Check data quality for media recommendations

This page describes how to find out whether various metrics for your media data meet their requirement thresholds.

About checking media data quality

Because recent user events are so important for media recommendations, you must regularly check the quality of your ingested data and user events. You can do this by reviewing the Optimization tab for your media recommendations app to determine what improvements you can make to your data in order to optimize for better quality recommendations.

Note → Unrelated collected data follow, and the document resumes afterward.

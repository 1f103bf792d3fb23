mod http;
mod submit;
mod traits;

#[cfg(feature = "test-helpers")]
pub mod test_helpers;

pub use http::HttpService;
pub use submit::{outcome_from, submit};
pub use traits::{RecommendService, ServiceError};
use std::fmt;

use crate::error::QueryError;
use crate::recommendation::RecommendRequest;

/// A job description ready to be sent: trimmed and never empty.
#[derive(Debug, Clone, PartialEq, Eq)]
pub struct Query(String);

impl Query {
    pub fn parse(raw: &str) -> Result<Self, QueryError> {
        let trimmed = raw.trim();
        if trimmed.is_empty() {
            return Err(QueryError::Empty);
        }
        Ok(Self(trimmed.to_string()))
    }

    pub fn as_str(&self) -> &str {
        &self.0
    }

    pub fn to_request(&self) -> RecommendRequest {
        RecommendRequest {
            query: self.0.clone(),
        }
    }
}

impl fmt::Display for Query {
    fn fmt(&self, f: &mut fmt::Formatter<'_>) -> fmt::Result {
        f.write_str(&self.0)
    }
}

#[cfg(test)]
mod tests {
    use super::*;

    #[test]
    fn trims_surrounding_whitespace() {
        let q = Query::parse("  Java developer, 40 minutes \n").unwrap();
        assert_eq!(q.as_str(), "Java developer, 40 minutes");
    }

    #[test]
    fn empty_and_whitespace_rejected() {
        assert_eq!(Query::parse(""), Err(QueryError::Empty));
        assert_eq!(Query::parse(" \t\n  "), Err(QueryError::Empty));
    }

    #[test]
    fn request_body_shape() {
        let q = Query::parse(" analyst ").unwrap();
        let body = serde_json::to_value(q.to_request()).unwrap();
        assert_eq!(body, serde_json::json!({ "query": "analyst" }));
    }

    #[test]
    fn empty_alert_text() {
        assert_eq!(QueryError::Empty.alert(), "Please enter a job description!");
    }
}
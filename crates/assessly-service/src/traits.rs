use assessly_core::{Query, RecommendResponse};
use async_trait::async_trait;
use thiserror::Error;

#[derive(Debug, Error)]
pub enum ServiceError {
    #[error("not found: {0}")]
    NotFound(String),

    #[error("invalid input: {0}")]
    InvalidInput(String),

    #[error("service error {status}: {message}")]
    Rejected { status: u16, message: String },

    #[error("internal error: {0}")]
    Internal(String),
}

impl ServiceError {
    /// True when the service itself answered with a well-formed error body,
    /// as opposed to the request never completing or the reply being garbage.
    pub fn is_answered(&self) -> bool {
        !matches!(self, Self::Internal(_))
    }
}

/// Abstraction over the remote recommendation engine.
///
/// The interactive client and the one-shot command program against this
/// trait. `HttpService` talks to the real service; tests substitute their
/// own implementations.
#[async_trait]
pub trait RecommendService: Send + Sync {
    async fn health_check(&self) -> Result<(), ServiceError>;
    async fn recommend(&self, query: &Query) -> Result<RecommendResponse, ServiceError>;
}
use assessly_core::{Completion, Outcome, QueryError, RecommendResponse, Session};
use tracing::{error, info, warn};

use crate::{RecommendService, ServiceError};

/// Map a service result onto what the table should show.
///
/// Any error the service answered with a JSON body carries no
/// `recommended_assessments`, so it renders as an empty result; the detail
/// only goes to the log. Transport failures and unreadable bodies are logged
/// as errors and collapse into the generic failure row.
pub fn outcome_from(result: Result<RecommendResponse, ServiceError>) -> Outcome {
    match result {
        Ok(resp) => Outcome::Loaded(resp.into_assessments()),
        Err(ServiceError::NotFound(msg)) => {
            info!("service returned no assessments: {msg}");
            Outcome::Loaded(Vec::new())
        }
        Err(e) if e.is_answered() => {
            warn!("service rejected the query: {e}");
            Outcome::Loaded(Vec::new())
        }
        Err(e) => {
            error!("recommendation request failed: {e}");
            Outcome::Failed
        }
    }
}

/// Run one submission end to end: validate, call the service, render.
///
/// Returns `Err` only for unusable input, in which case no request was made
/// and the caller should show `QueryError::alert`.
pub async fn submit<S: RecommendService + ?Sized>(
    service: &S,
    session: &mut Session,
    raw: &str,
) -> Result<Completion, QueryError> {
    let pending = session.begin(raw)?;
    let result = service.recommend(&pending.query).await;
    Ok(session.complete(pending.token, outcome_from(result)))
}
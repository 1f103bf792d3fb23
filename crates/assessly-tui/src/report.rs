//! Plain-text rendering for the one-shot `query` command.

use std::fmt::Write;

use assessly_core::render::{DescriptionCell, ItemRow, COLUMN_HEADERS};
use assessly_core::{Row, TableView};

pub fn render_text(table: &TableView) -> String {
    let mut out = String::new();
    for row in table.rows() {
        match row {
            Row::Message(text) => {
                let _ = writeln!(out, "{text}");
            }
            Row::Item(item) => write_item(&mut out, item),
        }
    }
    out
}

fn write_item(out: &mut String, item: &ItemRow) {
    let _ = writeln!(out, "{}. {}", item.key.index() + 1, item.test_type);
    for (label, value) in COLUMN_HEADERS[1..4].iter().zip([
        &item.duration,
        &item.adaptive_support,
        &item.remote_support,
    ]) {
        let _ = writeln!(out, "   {:<18} {}", format!("{label}:"), value);
    }
    // Nothing to click in a report, so expandable cells print in full.
    let description = match &item.description {
        DescriptionCell::Truncated(text) => text.as_str(),
        DescriptionCell::Expandable { full, .. } => full.as_str(),
    };
    let _ = writeln!(out, "   {:<18} {}", "Description:", description);
    let _ = writeln!(out, "   {:<18} {}", "Link:", item.url);
    out.push('\n');
}
//! Keyword classification for EdgeQL.
//!
//! Reserved keywords map to dedicated token kinds. Unreserved keywords lex
//! as identifiers and are recognized positionally by the parser (e.g. `TYPE`
//! in DDL), so they remain usable as ordinary names.

use crate::lexer::token::TokenKind;

/// Looks up a reserved keyword, case-insensitively.
///
/// Returns `None` for anything else, including unreserved keywords.
pub fn lookup_keyword(text: &str) -> Option<TokenKind> {
    // `self` and `__subject__` are anchors with fixed spelling.
    match text {
        "self" => return Some(TokenKind::SelfKw),
        "__subject__" => return Some(TokenKind::Subject),
        _ => {}
    }

    let upper = text.to_ascii_uppercase();
    let kind = match upper.as_str() {
        "SELECT" => TokenKind::Select,
        "FOR" => TokenKind::For,
        "GROUP" => TokenKind::Group,
        "INSERT" => TokenKind::Insert,
        "UPDATE" => TokenKind::Update,
        "DELETE" => TokenKind::Delete,
        "WITH" => TokenKind::With,
        "MODULE" => TokenKind::Module,
        "FILTER" => TokenKind::Filter,
        "ORDER" => TokenKind::Order,
        "BY" => TokenKind::By,
        "OFFSET" => TokenKind::Offset,
        "LIMIT" => TokenKind::Limit,
        "UNION" => TokenKind::Union,
        "DISTINCT" => TokenKind::Distinct,
        "IF" => TokenKind::If,
        "ELSE" => TokenKind::Else,
        "OR" => TokenKind::Or,
        "AND" => TokenKind::And,
        "NOT" => TokenKind::Not,
        "IN" => TokenKind::In,
        "IS" => TokenKind::Is,
        "LIKE" => TokenKind::Like,
        "ILIKE" => TokenKind::Ilike,
        "EXISTS" => TokenKind::Exists,
        "TRUE" => TokenKind::True,
        "FALSE" => TokenKind::False,
        "EMPTY" => TokenKind::Empty,
        "SET" => TokenKind::Set,
        "CREATE" => TokenKind::Create,
        "ALTER" => TokenKind::Alter,
        "DROP" => TokenKind::Drop,
        "FROM" => TokenKind::From,
        "COMMIT" => TokenKind::Commit,
        "ROLLBACK" => TokenKind::Rollback,
        "FUNCTION" => TokenKind::Function,
        "AGGREGATE" => TokenKind::Aggregate,
        _ => return None,
    };
    Some(kind)
}

/// Unreserved keywords: contextual words the parser matches by text.
pub const UNRESERVED_KEYWORDS: &[&str] = &[
    "abstract",
    "action",
    "after",
    "asc",
    "attribute",
    "before",
    "cardinality",
    "constraint",
    "database",
    "delegated",
    "desc",
    "event",
    "extending",
    "final",
    "first",
    "initial",
    "into",
    "last",
    "link",
    "migration",
    "named",
    "of",
    "on",
    "only",
    "optional",
    "policy",
    "property",
    "rename",
    "required",
    "scalar",
    "source",
    "target",
    "then",
    "to",
    "transaction",
    "type",
    "using",
    "value",
    "variadic",
    "view",
];

/// True if `text` is an unreserved (contextual) keyword.
pub fn is_unreserved_keyword(text: &str) -> bool {
    let lower = text.to_ascii_lowercase();
    UNRESERVED_KEYWORDS.binary_search(&lower.as_str()).is_ok()
}

/// True if `text` spells a reserved keyword (any casing).
pub fn is_reserved_keyword(text: &str) -> bool {
    lookup_keyword(text).is_some()
}

#[cfg(test)]
mod tests {
    use super::*;

    #[test]
    fn reserved_lookup_is_case_insensitive() {
        assert_eq!(lookup_keyword("select"), Some(TokenKind::Select));
        assert_eq!(lookup_keyword("Select"), Some(TokenKind::Select));
        assert_eq!(lookup_keyword("SELECT"), Some(TokenKind::Select));
    }

    #[test]
    fn anchors_are_exact_spelling() {
        assert_eq!(lookup_keyword("self"), Some(TokenKind::SelfKw));
        assert_eq!(lookup_keyword("SELF"), None);
        assert_eq!(lookup_keyword("__subject__"), Some(TokenKind::Subject));
    }

    #[test]
    fn unreserved_words_are_not_reserved() {
        assert_eq!(lookup_keyword("view"), None);
        assert!(is_unreserved_keyword("view"));
        assert!(is_unreserved_keyword("VIEW"));
        assert!(!is_unreserved_keyword("flavor"));
    }

    #[test]
    fn unreserved_table_is_sorted() {
        let mut sorted = UNRESERVED_KEYWORDS.to_vec();
        sorted.sort_unstable();
        assert_eq!(sorted, UNRESERVED_KEYWORDS);
    }

    #[test]
    fn reserved_covers_statement_starters() {
        for kw in ["SELECT", "FOR", "GROUP", "INSERT", "UPDATE", "DELETE", "WITH"] {
            assert!(is_reserved_keyword(kw), "{kw} must be reserved");
        }
    }
}
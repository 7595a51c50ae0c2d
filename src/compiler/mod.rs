//! The EdgeQL-to-IR compiler.
//!
//! The public entry points parse (when given text), set up a fresh
//! [`Compiler`], lower the AST, and run the finalization pass. The
//! compiler runs single-threaded per compilation unit; the schema is
//! consulted read-only and may be shared across concurrent compilations.

mod astutils;
mod clauses;
pub mod context;
pub mod error;
mod expr;
mod func;
mod pathctx;
mod schemactx;
mod setgen;
mod shape;
mod stmt;
mod stmtctx;

pub use context::Compiler;
pub use error::{CompileError, CompileErrorKind, CompileResult};
pub use stmtctx::AnchorTarget;

use crate::ast::stmt::Statement;
use crate::ir::IrStatement;
use crate::parser;
use crate::schema::{Schema, TypeRef};
use smol_str::SmolStr;

/// Options for a compilation: pre-bound anchors, parameter types, and
/// module aliases.
#[derive(Debug, Clone, Default)]
pub struct CompileOptions {
    pub anchors: Vec<(SmolStr, AnchorTarget)>,
    pub arg_types: Vec<(SmolStr, TypeRef)>,
    /// `(alias, module)`; a `None` alias overrides the default module.
    pub modaliases: Vec<(Option<SmolStr>, SmolStr)>,
    /// Name to give the top-level result view, when the consumer needs a
    /// stable derived type.
    pub result_view_name: Option<crate::schema::QualName>,
    /// Module for pointers derived by shape computables.
    pub derived_target_module: Option<SmolStr>,
}

impl CompileOptions {
    pub fn new() -> Self {
        Self::default()
    }

    pub fn with_anchor(mut self, name: impl Into<SmolStr>, target: AnchorTarget) -> Self {
        self.anchors.push((name.into(), target));
        self
    }

    pub fn with_arg_type(mut self, name: impl Into<SmolStr>, ty: TypeRef) -> Self {
        self.arg_types.push((name.into(), ty));
        self
    }

    pub fn with_modalias(mut self, alias: Option<SmolStr>, module: impl Into<SmolStr>) -> Self {
        self.modaliases.push((alias, module.into()));
        self
    }
}

fn init_compiler<'s>(
    schema: &'s Schema,
    options: &CompileOptions,
) -> CompileResult<Compiler<'s>> {
    let mut compiler = Compiler::new(schema);

    for (alias, module) in &options.modaliases {
        match alias {
            Some(alias) => {
                compiler
                    .ctx_mut()
                    .namespaces
                    .insert(alias.clone(), module.clone());
            }
            None => compiler.ctx_mut().module = module.clone(),
        }
    }

    for (name, ty) in &options.arg_types {
        compiler.ctx_mut().arguments.insert(name.clone(), *ty);
    }

    compiler.ctx_mut().derived_target_module = options.derived_target_module.clone();
    compiler.ctx_mut().toplevel_result_view_name = options.result_view_name.clone();

    compiler.populate_anchors(&options.anchors)?;

    Ok(compiler)
}

/// Compiles EdgeQL source text into IR.
pub fn compile_to_ir(
    source: &str,
    schema: &Schema,
    options: &CompileOptions,
) -> CompileResult<IrStatement> {
    let result = parser::parse(source);
    let Some(ast) = result.ast else {
        let message = result
            .diagnostics
            .first()
            .map(|r| r.to_string())
            .unwrap_or_else(|| "parse error".to_string());
        return Err(CompileError::new(CompileErrorKind::Syntax, message, None));
    };
    compile_ast_to_ir(&ast, schema, options)
}

/// Compiles an already-parsed statement into IR.
pub fn compile_ast_to_ir(
    ast: &Statement,
    schema: &Schema,
    options: &CompileOptions,
) -> CompileResult<IrStatement> {
    let mut compiler = init_compiler(schema, options)?;
    let root = compiler
        .compile_statement(ast)
        .map_err(|e| e.or_span(ast.span()))?;
    Ok(compiler.fini_expression(root))
}

/// Compiles an EdgeQL expression fragment into IR.
pub fn compile_fragment_to_ir(
    source: &str,
    schema: &Schema,
    options: &CompileOptions,
) -> CompileResult<IrStatement> {
    let result = parser::parse_fragment(source);
    let Some(ast) = result.ast else {
        let message = result
            .diagnostics
            .first()
            .map(|r| r.to_string())
            .unwrap_or_else(|| "parse error".to_string());
        return Err(CompileError::new(CompileErrorKind::Syntax, message, None));
    };
    compile_ast_fragment_to_ir(&ast, schema, options)
}

/// Compiles an already-parsed expression fragment into IR.
pub fn compile_ast_fragment_to_ir(
    ast: &crate::ast::expr::Expr,
    schema: &Schema,
    options: &CompileOptions,
) -> CompileResult<IrStatement> {
    let mut compiler = init_compiler(schema, options)?;
    let root = compiler
        .compile_expr(ast)
        .map_err(|e| e.or_span(ast.span()))?;
    Ok(compiler.fini_expression(root))
}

If a metric's threshold isn't met, then the metric has a warning status. Then, you need to review the metric and its description to determine what action you should take to improve your media quality.

All models and objectives need to pass the General quality metric thresholds. Some model and objectives have additional App-specific quality metrics and thresholds. The general quality metrics are the same for all apps using the same data store, but app-specific quality metrics vary according to the app's model and objectives.

For information about the recommendation models and objectives, see About media app recommendations types.

Check data quality

Console

To check the quality of your media recommendations data, follow these steps:

In the Google Cloud console, go to the Agent Builder page.

Agent Builder
Click the name of the media recommendations app that you want check data quality for.
In the navigation menu, click Data quality and click the Optimization tab. This page shows the status of various metrics for the data associated with your app.
Review the General quality and the App-specific quality statuses at the top of the page. The summary status at the top of the page shows as a warning if one or more metrics has exceeded its threshold.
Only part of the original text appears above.